4. Evaluating the sustainable mining contractor selection problems: An imprecise last aggregation preference selection index method

  • Authors: M. P. Borujeni, H. Gitinavard
  • Journal: Journal of Sustainable Mining
  • Volume: 16 (4)
  • Pages: 207-218
  • Year: 2017
  • Citations: 70
  • Summary: This paper introduces an imprecise last aggregation preference selection index (LAPSI) method for sustainable mining contractor selection. The approach accounts for uncertainty in decision-making, improving contractor evaluation in the mining sector.

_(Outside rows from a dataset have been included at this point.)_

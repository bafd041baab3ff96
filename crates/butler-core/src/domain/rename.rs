//! Deferred directory renames.
//!
//! Directory jobs run concurrently and must not touch the tree while the
//! walk is still traversing it. Each job only *records* its decision in the
//! [`RenameCollector`]; after the directory phase has drained, the collector
//! is frozen into a [`RenamePlan`] and applied in one go.

use std::collections::BTreeMap;
use std::path::{Path, PathBuf};
use std::sync::{Mutex, PoisonError};

use tracing::warn;

/// One pending rename, keyed by the original path.
#[derive(Debug, Clone, PartialEq, Eq)]
pub struct RenameRecord {
    pub from: PathBuf,
    pub to: PathBuf,
}

/// Lock-guarded table of rename decisions.
#[derive(Debug, Default)]
pub struct RenameCollector {
    records: Mutex<BTreeMap<PathBuf, PathBuf>>,
}

impl RenameCollector {
    pub fn new() -> Self {
        Self::default()
    }

    /// Record that `from` should become `to`.
    ///
    /// Identity renames are ignored. A second record for the same original
    /// path replaces the first (and is logged, since it means a directory
    /// was submitted twice).
    pub fn record(&self, from: impl Into<PathBuf>, to: impl Into<PathBuf>) {
        let (from, to) = (from.into(), to.into());
        if from == to {
            return;
        }
        // A poisoned lock only means another job panicked mid-insert; the
        // map itself is still consistent.
        let mut records = self.records.lock().unwrap_or_else(PoisonError::into_inner);
        if let Some(previous) = records.insert(from.clone(), to) {
            warn!(path = %from.display(), previous = %previous.display(), "rename recorded twice");
        }
    }

    pub fn len(&self) -> usize {
        self.records
            .lock()
            .unwrap_or_else(PoisonError::into_inner)
            .len()
    }

    pub fn is_empty(&self) -> bool {
        self.len() == 0
    }

    /// Empty the table into an application order.
    ///
    /// Called once the directory phase has drained, while no job can record
    /// anything else.
    pub fn take_plan(&self) -> RenamePlan {
        let records = std::mem::take(
            &mut *self.records.lock().unwrap_or_else(PoisonError::into_inner),
        );
        RenamePlan::new(
            records
                .into_iter()
                .map(|(from, to)| RenameRecord { from, to })
                .collect(),
        )
    }
}

/// Renames ordered so that nested directories are safe to apply.
///
/// Records are sorted deepest-first. Every record still refers to paths
/// captured before any rename ran, so a child is always moved while its
/// parent still carries its original name; the parent is moved afterwards
/// and takes the already-renamed child with it.
#[derive(Debug, Clone, Default, PartialEq, Eq)]
pub struct RenamePlan {
    records: Vec<RenameRecord>,
}

impl RenamePlan {
    fn new(mut records: Vec<RenameRecord>) -> Self {
        records.sort_by(|a, b| {
            depth(&b.from)
                .cmp(&depth(&a.from))
                .then_with(|| a.from.cmp(&b.from))
        });
        Self { records }
    }

    pub fn records(&self) -> &[RenameRecord] {
        &self.records
    }

    pub fn len(&self) -> usize {
        self.records.len()
    }

    pub fn is_empty(&self) -> bool {
        self.records.is_empty()
    }
}

impl IntoIterator for RenamePlan {
    type Item = RenameRecord;
    type IntoIter = std::vec::IntoIter<RenameRecord>;

    fn into_iter(self) -> Self::IntoIter {
        self.records.into_iter()
    }
}

fn depth(path: &Path) -> usize {
    path.components().count()
}

#[cfg(test)]
mod tests {
    use super::*;
    use std::sync::Arc;
    use std::thread;

    #[test]
    fn identity_renames_are_dropped() {
        let collector = RenameCollector::new();
        collector.record("/a/b", "/a/b");
        assert!(collector.is_empty());
    }

    #[test]
    fn plan_orders_deepest_first() {
        let collector = RenameCollector::new();
        collector.record("/root/x{a}", "/root/xa");
        collector.record("/root/x{a}/y{b}/z{c}", "/root/x{a}/y{b}/zc");
        collector.record("/root/x{a}/y{b}", "/root/x{a}/yb");

        let plan = collector.take_plan();
        let order: Vec<_> = plan.records().iter().map(|r| r.from.clone()).collect();
        assert_eq!(
            order,
            vec![
                PathBuf::from("/root/x{a}/y{b}/z{c}"),
                PathBuf::from("/root/x{a}/y{b}"),
                PathBuf::from("/root/x{a}"),
            ]
        );
    }

    #[test]
    fn siblings_at_same_depth_are_sorted_by_path() {
        let collector = RenameCollector::new();
        collector.record("/r/b", "/r/bb");
        collector.record("/r/a", "/r/aa");
        let plan = collector.take_plan();
        assert_eq!(plan.records()[0].from, PathBuf::from("/r/a"));
        assert_eq!(plan.len(), 2);
    }

    #[test]
    fn concurrent_records_are_all_kept() {
        let collector = Arc::new(RenameCollector::new());
        let handles: Vec<_> = (0..8)
            .map(|i| {
                let collector = Arc::clone(&collector);
                thread::spawn(move || {
                    for j in 0..50 {
                        collector.record(format!("/t/{i}/{j}"), format!("/t/{i}/r{j}"));
                    }
                })
            })
            .collect();
        for h in handles {
            h.join().unwrap();
        }
        assert_eq!(collector.len(), 400);
    }
}
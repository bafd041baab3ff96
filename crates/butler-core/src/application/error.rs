//! Application layer errors.
//!
//! These are run-level (setup) faults: they stop a run before any job is
//! submitted, or report that the worker pool itself broke. Faults scoped to a
//! single entry are `JobError`s and never surface here.

use std::path::PathBuf;
use thiserror::Error;

use crate::error::ErrorCategory;

/// Errors that occur during application orchestration.
#[derive(Debug, Error, Clone)]
pub enum ApplicationError {
    /// The destination tree to render does not exist.
    #[error("Destination does not exist: {path}")]
    DestinationMissing { path: PathBuf },

    /// The destination exists but is not a directory.
    #[error("Destination is not a directory: {path}")]
    DestinationNotDirectory { path: PathBuf },

    /// Project already exists at target location.
    #[error("Project already exists at {path}")]
    ProjectExists { path: PathBuf },

    /// Filesystem operation failed outside any job.
    #[error("Filesystem error at {path}: {reason}")]
    FilesystemError { path: PathBuf, reason: String },

    /// Template acquisition failed.
    #[error("Could not fetch template '{template}': {reason}")]
    AcquisitionFailed { template: String, reason: String },

    /// The template location uses a scheme no source adapter handles.
    #[error("Unsupported template location: {location}")]
    UnsupportedSource { location: String },

    /// Port/Adapter not configured.
    #[error("Required adapter not configured: {name}")]
    AdapterNotConfigured { name: &'static str },

    /// Every worker is gone; submission cannot continue.
    #[error("Worker pool failed: {reason}")]
    WorkerPoolFailed { reason: String },

    /// Validation failed (application-level, not domain).
    #[error("Validation failed: {0}")]
    ValidationFailed(String),
}

impl ApplicationError {
    /// Get user-actionable suggestions.
    pub fn suggestions(&self) -> Vec<String> {
        match self {
            Self::DestinationMissing { path } => vec![
                format!("Nothing to render at: {}", path.display()),
                "Check the path, or fetch a template first with: butler new".into(),
            ],
            Self::DestinationNotDirectory { path } => vec![
                format!("'{}' is a file", path.display()),
                "Point butler at the project directory".into(),
            ],
            Self::ProjectExists { path } => vec![
                format!("Directory already exists: {}", path.display()),
                format!("Remove '{}' or choose another destination", path.display()),
                "Use --force to replace it (destructive)".into(),
            ],
            Self::FilesystemError { path, .. } => vec![
                format!("Failed to access: {}", path.display()),
                "Check that you have write permissions".into(),
            ],
            Self::AcquisitionFailed { template, .. } => vec![
                format!("Check the url configured for template '{}'", template),
                "Try: butler list".into(),
            ],
            Self::UnsupportedSource { location } => vec![
                format!("'{}' is not a local path", location),
                "Clone the repository yourself, then point the template url at it".into(),
            ],
            Self::AdapterNotConfigured { name } => vec![
                format!("Required component not configured: {}", name),
                "This is likely a configuration error".into(),
            ],
            _ => vec!["Check the error details above".into()],
        }
    }

    /// Get error category.
    pub fn category(&self) -> ErrorCategory {
        match self {
            Self::DestinationMissing { .. } => ErrorCategory::NotFound,
            Self::DestinationNotDirectory { .. }
            | Self::ProjectExists { .. }
            | Self::ValidationFailed(_) => ErrorCategory::Validation,
            Self::UnsupportedSource { .. } | Self::AdapterNotConfigured { .. } => {
                ErrorCategory::Configuration
            }
            Self::FilesystemError { .. }
            | Self::AcquisitionFailed { .. }
            | Self::WorkerPoolFailed { .. } => ErrorCategory::Internal,
        }
    }
}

5. Soft computing-based new interval-valued hesitant fuzzy multi-criteria group assessment method with last aggregation to industrial decision problems

  • Authors: H. Gitinavard, S. M. Mousavi, B. Vahdani
  • Journal: Soft Computing
  • Volume: 21
  • Pages: 3247-3265
  • Year: 2017
  • Citations: 67
  • Summary: This research proposes a new interval-valued hesitant fuzzy group assessment method that incorporates last aggregation techniques for multi-criteria decision-making in industrial applications.

6. A Bi-Objective Multi-Echelon Supply Chain Model with Pareto Optimal Points Evaluation for Perishable Products Under Uncertainty

  • Authors: H. Gitinavard, S. H. Ghodsypour, M. Akbarpour Shirazi
  • Journal: Scientia Iranica
  • Volume: 26 (5)
  • Pages: 2952-2970
  • Year: 2019
  • Citations: 24
  • Summary: This paper presents a bi-objective multi-echelon supply chain model specifically designed for perishable products under uncertain conditions.

Conclusion

Prof. Hossein Gitinavard is a highly deserving candidate for the Best Researcher Award due to his outstanding contributions to supply chain management, sustainability, and industrial decision-making. His impressive research metrics, awards, industry experience, and editorial contributions distinguish him as a leading expert in his field. With further global collaborations, research commercialization, and policy engagement, his impact can be elevated even further.